It’s a place in between cars, in between trucks and busses. And taking a certain line through a curve or through a corner, the people just don’t realise it’s there. And we use these spaces; we use those openings, those opportunities, those blind spots. And that’s the area that we are exist in, that’s the space that we exist in and where we race. (Brunelle & Zenga, 2012)
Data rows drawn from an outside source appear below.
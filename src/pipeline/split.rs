//! Stratified train/validation/test splitting

use anyhow::Result;
use polars::prelude::*;
use rand::rngs::StdRng;
use rand::seq::SliceRandom;
use rand::SeedableRng;

use crate::pipeline::encode::column_to_string_values;
use crate::pipeline::error::PrepError;

/// Settings controlling the split proportions and reproducibility.
///
/// Defaults reproduce the conventional 60/20/20 partition with seed 42.
#[derive(Debug, Clone, Copy)]
pub struct SplitOptions {
    /// Seed for the shuffling RNG; a fixed seed makes the split
    /// bit-reproducible across runs on the same input
    pub seed: u64,
    /// Fraction of each stratum assigned to the training partition;
    /// the remainder is halved into validation and test
    pub train_fraction: f64,
}

impl Default for SplitOptions {
    fn default() -> Self {
        Self {
            seed: 42,
            train_fraction: 0.6,
        }
    }
}

/// Split a dataset into train/validation/test partitions, stratified on one
/// column.
///
/// Each stratum's rows are shuffled with a seeded RNG and dealt out as
/// `train_fraction` to train (rounded to the nearest row), then half of the
/// remainder to validation and the rest to test. Strata are processed in
/// first-occurrence order, so repeated runs on identical input produce
/// identical partitions. Null stratum values form their own stratum.
///
/// The three partitions are pairwise disjoint and together cover every input
/// row exactly once.
///
/// # Arguments
/// * `df` - Dataset to split (normally the encoded dataset)
/// * `strat_col` - Column whose class frequencies each partition preserves
/// * `options` - Seed and proportions
///
/// # Errors
/// * [`PrepError::Schema`] if `strat_col` is absent
/// * [`PrepError::Stratification`] if any stratum has too few rows to leave
///   all three partitions non-empty
pub fn split(
    df: &DataFrame,
    strat_col: &str,
    options: &SplitOptions,
) -> Result<(DataFrame, DataFrame, DataFrame)> {
    let col = match df.column(strat_col) {
        Ok(c) => c,
        Err(_) => {
            return Err(PrepError::Schema {
                column: strat_col.to_string(),
                stage: "stratified splitting",
            }
            .into())
        }
    };

    anyhow::ensure!(
        options.train_fraction > 0.0 && options.train_fraction < 1.0,
        "train fraction must be strictly between 0 and 1, got {}",
        options.train_fraction
    );

    let keys = column_to_string_values(col)?;

    // Row indices grouped by stratum, in first-occurrence order
    let mut strata: Vec<(Option<String>, Vec<u32>)> = Vec::new();
    for (idx, key) in keys.iter().enumerate() {
        match strata.iter_mut().find(|(k, _)| k == key) {
            Some((_, rows)) => rows.push(idx as u32),
            None => strata.push((key.clone(), vec![idx as u32])),
        }
    }

    let mut rng = StdRng::seed_from_u64(options.seed);
    let mut train_idx: Vec<u32> = Vec::new();
    let mut valid_idx: Vec<u32> = Vec::new();
    let mut test_idx: Vec<u32> = Vec::new();

    for (key, rows) in &mut strata {
        let n = rows.len();
        let (train_n, valid_n, test_n) = allocate(n, options.train_fraction);

        if train_n == 0 || valid_n == 0 || test_n == 0 {
            return Err(PrepError::Stratification {
                column: strat_col.to_string(),
                class: key.clone().unwrap_or_else(|| "null".to_string()),
                count: n,
                required: minimum_stratum_rows(options.train_fraction),
            }
            .into());
        }

        rows.shuffle(&mut rng);
        train_idx.extend_from_slice(&rows[..train_n]);
        valid_idx.extend_from_slice(&rows[train_n..train_n + valid_n]);
        test_idx.extend_from_slice(&rows[train_n + valid_n..]);
    }

    let train = take_rows(df, train_idx)?;
    let valid = take_rows(df, valid_idx)?;
    let test = take_rows(df, test_idx)?;

    Ok((train, valid, test))
}

/// Row counts for one stratum of `n` rows: train gets the rounded fraction,
/// validation gets the rounded half of the remainder, test gets the rest.
fn allocate(n: usize, train_fraction: f64) -> (usize, usize, usize) {
    let train = ((n as f64) * train_fraction).round() as usize;
    let train = train.min(n);
    let rest = n - train;
    let valid = ((rest as f64) * 0.5).round() as usize;
    let test = rest - valid;
    (train, valid, test)
}

/// Smallest stratum size for which all three partitions come out non-empty.
fn minimum_stratum_rows(train_fraction: f64) -> usize {
    (2..=10_000)
        .find(|&n| {
            let (train, valid, test) = allocate(n, train_fraction);
            train > 0 && valid > 0 && test > 0
        })
        .unwrap_or(2)
}

fn take_rows(df: &DataFrame, indices: Vec<u32>) -> Result<DataFrame> {
    let idx = IdxCa::from_vec("idx".into(), indices);
    Ok(df.take(&idx)?)
}
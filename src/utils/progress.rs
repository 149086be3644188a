//! Progress indicator helpers using indicatif

use indicatif::{ProgressBar, ProgressStyle};

/// Create a spinner for indeterminate progress
pub fn create_spinner(message: &str) -> ProgressBar {
    let pb = ProgressBar::new_spinner();
    pb.set_style(
        ProgressStyle::default_spinner()
            .template("{spinner:.cyan} {msg}")
            .unwrap()
            .tick_chars("⠋⠙⠹⠸⠼⠴⠦⠧⠇⠏"),
    );
    pb.set_message(message.to_string());
    pb.enable_steady_tick(std::time::Duration::from_millis(100));
    pb
}

/// Finish a spinner with a success message
pub fn finish_with_success(pb: &ProgressBar, message: &str) {
    pb.finish_with_message(format!("✅ {}", message));
}
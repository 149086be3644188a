//! Dataset loader and writer for CSV and Parquet files

use anyhow::{Context, Result};
use polars::prelude::*;
use std::path::Path;

/// Load a dataset from a file (CSV or Parquet based on extension).
///
/// CSV schema inference uses `infer_schema_length` rows; pass 0 for a full
/// table scan.
pub fn load_dataset(path: &Path, infer_schema_length: usize) -> Result<DataFrame> {
    let extension = path
        .extension()
        .and_then(|e| e.to_str())
        .unwrap_or("")
        .to_lowercase();

    let infer = if infer_schema_length == 0 {
        None
    } else {
        Some(infer_schema_length)
    };

    let lf = match extension.as_str() {
        "csv" => LazyCsvReader::new(path)
            .with_infer_schema_length(infer)
            .finish()
            .with_context(|| format!("Failed to load CSV file: {}", path.display()))?,
        "parquet" => LazyFrame::scan_parquet(path, Default::default())
            .with_context(|| format!("Failed to load Parquet file: {}", path.display()))?,
        _ => anyhow::bail!(
            "Unsupported file format: {}. Supported formats: csv, parquet",
            extension
        ),
    };

    let df = lf
        .collect()
        .with_context(|| format!("Failed to read dataset: {}", path.display()))?;

    Ok(df)
}

/// Save a dataset to a file (CSV or Parquet based on extension).
///
/// CSV output includes a header row of column names.
pub fn save_dataset(df: &mut DataFrame, path: &Path) -> Result<()> {
    let extension = path
        .extension()
        .and_then(|e| e.to_str())
        .unwrap_or("")
        .to_lowercase();

    match extension.as_str() {
        "csv" => {
            let mut file = std::fs::File::create(path)
                .with_context(|| format!("Failed to create output file: {}", path.display()))?;
            CsvWriter::new(&mut file)
                .finish(df)
                .with_context(|| format!("Failed to write CSV file: {}", path.display()))?;
        }
        "parquet" => {
            let file = std::fs::File::create(path)
                .with_context(|| format!("Failed to create output file: {}", path.display()))?;
            ParquetWriter::new(file)
                .finish(df)
                .with_context(|| format!("Failed to write Parquet file: {}", path.display()))?;
        }
        _ => anyhow::bail!(
            "Unsupported output format: {}. Supported formats: csv, parquet",
            extension
        ),
    }

    Ok(())
}

/// Estimated in-memory size of a DataFrame in megabytes
pub fn estimated_memory_mb(df: &DataFrame) -> f64 {
    df.estimated_size() as f64 / (1024.0 * 1024.0)
}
By realizing gaps and space-in-between the traffic’s rhythm, the committed participants successively develop a complex engagement (abilities, attitudes, credos) within a process of informal learning; particularly a specific awareness, a selective perception and a strange familiarity with spaces, “normally” not used. On the one hand, traffic(-space) appears as a quasinatural, impersonal environment, as floating, threatening, yet controllable ambit within which cars, buses, or trucks are not considered as first and foremost human actors. Flowingly and speedily “snaking” through this environment, the participant can experience his/her self as a “competent” cyclist—an experience he/she can share with a community of riders. On the other hand, traffic(-space) is a social environment, structured by explicit rules and locally specific conventions of locomotion, within which convinced fixed-gear cyclists meet other road users in a seemingly disrespectful, yet very conscious manner. Such cyclists obviously refuse to keep their distance or to respect the decent distances underlying conventional “territories of the self” (Goffman, 1971).
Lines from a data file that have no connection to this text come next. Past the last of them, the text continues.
//! Shared test utilities and fixture generators

use causaprep::pipeline::FeatureColumns;
use polars::prelude::*;
use std::path::PathBuf;
use tempfile::TempDir;

/// Standard column configuration used across the test suite
pub fn feature_columns() -> FeatureColumns {
    FeatureColumns {
        age_col: "age_bracket".to_string(),
        citizen_col: "citizenship".to_string(),
        cost_col: "cost".to_string(),
        hour_col: "working_hrs".to_string(),
        gain_col: "capital_gain".to_string(),
        binary_cols: vec!["union_member".to_string()],
        categorical_cols: vec!["region".to_string()],
    }
}

/// Create a raw survey DataFrame with known eligibility characteristics
///
/// Rows 0, 1, 5, 6, and 7 satisfy the eligibility predicate
/// (age < 5, citizenship == 0, cost >= 2); the others each violate
/// exactly one clause:
/// - row 2: age bracket too high
/// - row 3: non-zero citizenship code
/// - row 4: cost below the minimum
pub fn create_survey_dataframe() -> DataFrame {
    df! {
        "age_bracket"  => [2i32, 3, 7, 4, 1, 2, 4, 3],
        "citizenship"  => [0i32, 0, 0, 1, 0, 0, 0, 0],
        "cost"         => [5.0f64, 8.0, 3.0, 6.0, 1.0, 4.0, 9.0, 2.0],
        "working_hrs"  => [10.0f64, 20.0, 30.0, 40.0, 50.0, 35.0, 45.0, 25.0],
        "capital_gain" => [0.0f64, 100.0, 0.0, 250.0, 0.0, 80.0, 40.0, 0.0],
        "union_member" => [1i32, 0, 1, 0, 1, 0, 1, 0],
        "region"       => ["A", "B", "A", "C", "B", "A", "B", "A"],
        "noise"        => [1.0f64, 2.0, 3.0, 4.0, 5.0, 6.0, 7.0, 8.0],
    }
    .unwrap()
}

/// Create an encoded-style DataFrame with a balanced binary treatment column
/// (5 rows of class 0 and 5 of class 1) plus a row id for tracking
pub fn create_stratified_dataframe() -> DataFrame {
    df! {
        "row_id"       => [0i64, 1, 2, 3, 4, 5, 6, 7, 8, 9],
        "working_hrs"  => [0i32, 0, 0, 0, 0, 1, 1, 1, 1, 1],
        "capital_gain" => [10.0f64, 20.0, 30.0, 40.0, 50.0, 60.0, 70.0, 80.0, 90.0, 100.0],
        "cost"         => [-1.0f64, -2.0, -3.0, -4.0, -5.0, -6.0, -7.0, -8.0, -9.0, -10.0],
    }
    .unwrap()
}

/// Create a temporary directory with a test CSV file
pub fn create_temp_csv(df: &mut DataFrame) -> (TempDir, PathBuf) {
    let temp_dir = TempDir::new().unwrap();
    let csv_path = temp_dir.path().join("test_data.csv");

    let mut file = std::fs::File::create(&csv_path).unwrap();
    CsvWriter::new(&mut file).finish(df).unwrap();

    (temp_dir, csv_path)
}

/// Assert that a DataFrame has expected shape
pub fn assert_shape(df: &DataFrame, expected_rows: usize, expected_cols: usize) {
    let (rows, cols) = df.shape();
    assert_eq!(
        rows, expected_rows,
        "Row count mismatch: expected {}, got {}",
        expected_rows, rows
    );
    assert_eq!(
        cols, expected_cols,
        "Column count mismatch: expected {}, got {}",
        expected_cols, cols
    );
}

/// Assert that a DataFrame contains specific columns
pub fn assert_has_columns(df: &DataFrame, expected_cols: &[&str]) {
    let actual_cols: Vec<String> = df.get_column_names().iter().map(|s| s.to_string()).collect();
    for col in expected_cols {
        assert!(
            actual_cols.contains(&col.to_string()),
            "Missing expected column: '{}'. Actual columns: {:?}",
            col,
            actual_cols
        );
    }
}

/// Extract a column as i64 values, panicking on nulls
pub fn column_as_i64(df: &DataFrame, name: &str) -> Vec<i64> {
    df.column(name)
        .unwrap()
        .cast(&DataType::Int64)
        .unwrap()
        .i64()
        .unwrap()
        .into_iter()
        .map(|v| v.unwrap())
        .collect()
}

/// Extract a column as f64 values, panicking on nulls
pub fn column_as_f64(df: &DataFrame, name: &str) -> Vec<f64> {
    df.column(name)
        .unwrap()
        .cast(&DataType::Float64)
        .unwrap()
        .f64()
        .unwrap()
        .into_iter()
        .map(|v| v.unwrap())
        .collect()
}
For most urban cyclists even the daily commute can turn into a (sportive) challenge. The motivation of maneuvering through traffic arrangements at higher speed is often narrated as the intention to attain a hassle-free state of “flow.” Because a cyclist (even with normal speed) is endangered by inattentive car drivers, this means the cyclist has to arrange himself in a very pragmatic way under given circumstances. Every committed fixie rider is deeply convinced that the fixie is the proper tool for doing so. They (and I follow them against the background of my personal experience) even claim that riding a fixie is the ultimate and purest experience of cycling just because this particular bike creates a “passionate attachment” (Butler, 1997) with the “flow”: The continual revolving pedals, no shifting gears, anticipating gaps, minimal adjustments of speed—and if all works together well: a perfect single line to the finish. Beside the daily commute, this could also be done for the fun of breaking up the allegedly strictly structured public space and to sort out its conventional scope, to prove oneself within the hassle caused by intentionally misinterpreting the public policy, and to experience situations of self-empowerment: First the possibility to traverse a whole city in one rush and despite all rules or conventions and second to actually claim a right to use all the traffic’s arrangements as a cyclist, too, which often (another initial personal experience) leads to severe struggles with car drivers. 5
Merging body, bicycle, and other artifacts into a (vehicular) unit is crucial for the successively improving calculation of individual bodily scopes as well as the scopes of traffic(-space); only against the background of this hybrid quality, the “fixed-gear subject” becomes comprehensible. In the following, I will try to give a vivid yet very condensed impression of the transformation of one’s self, mostly on basis of a vast amount of personal field notes.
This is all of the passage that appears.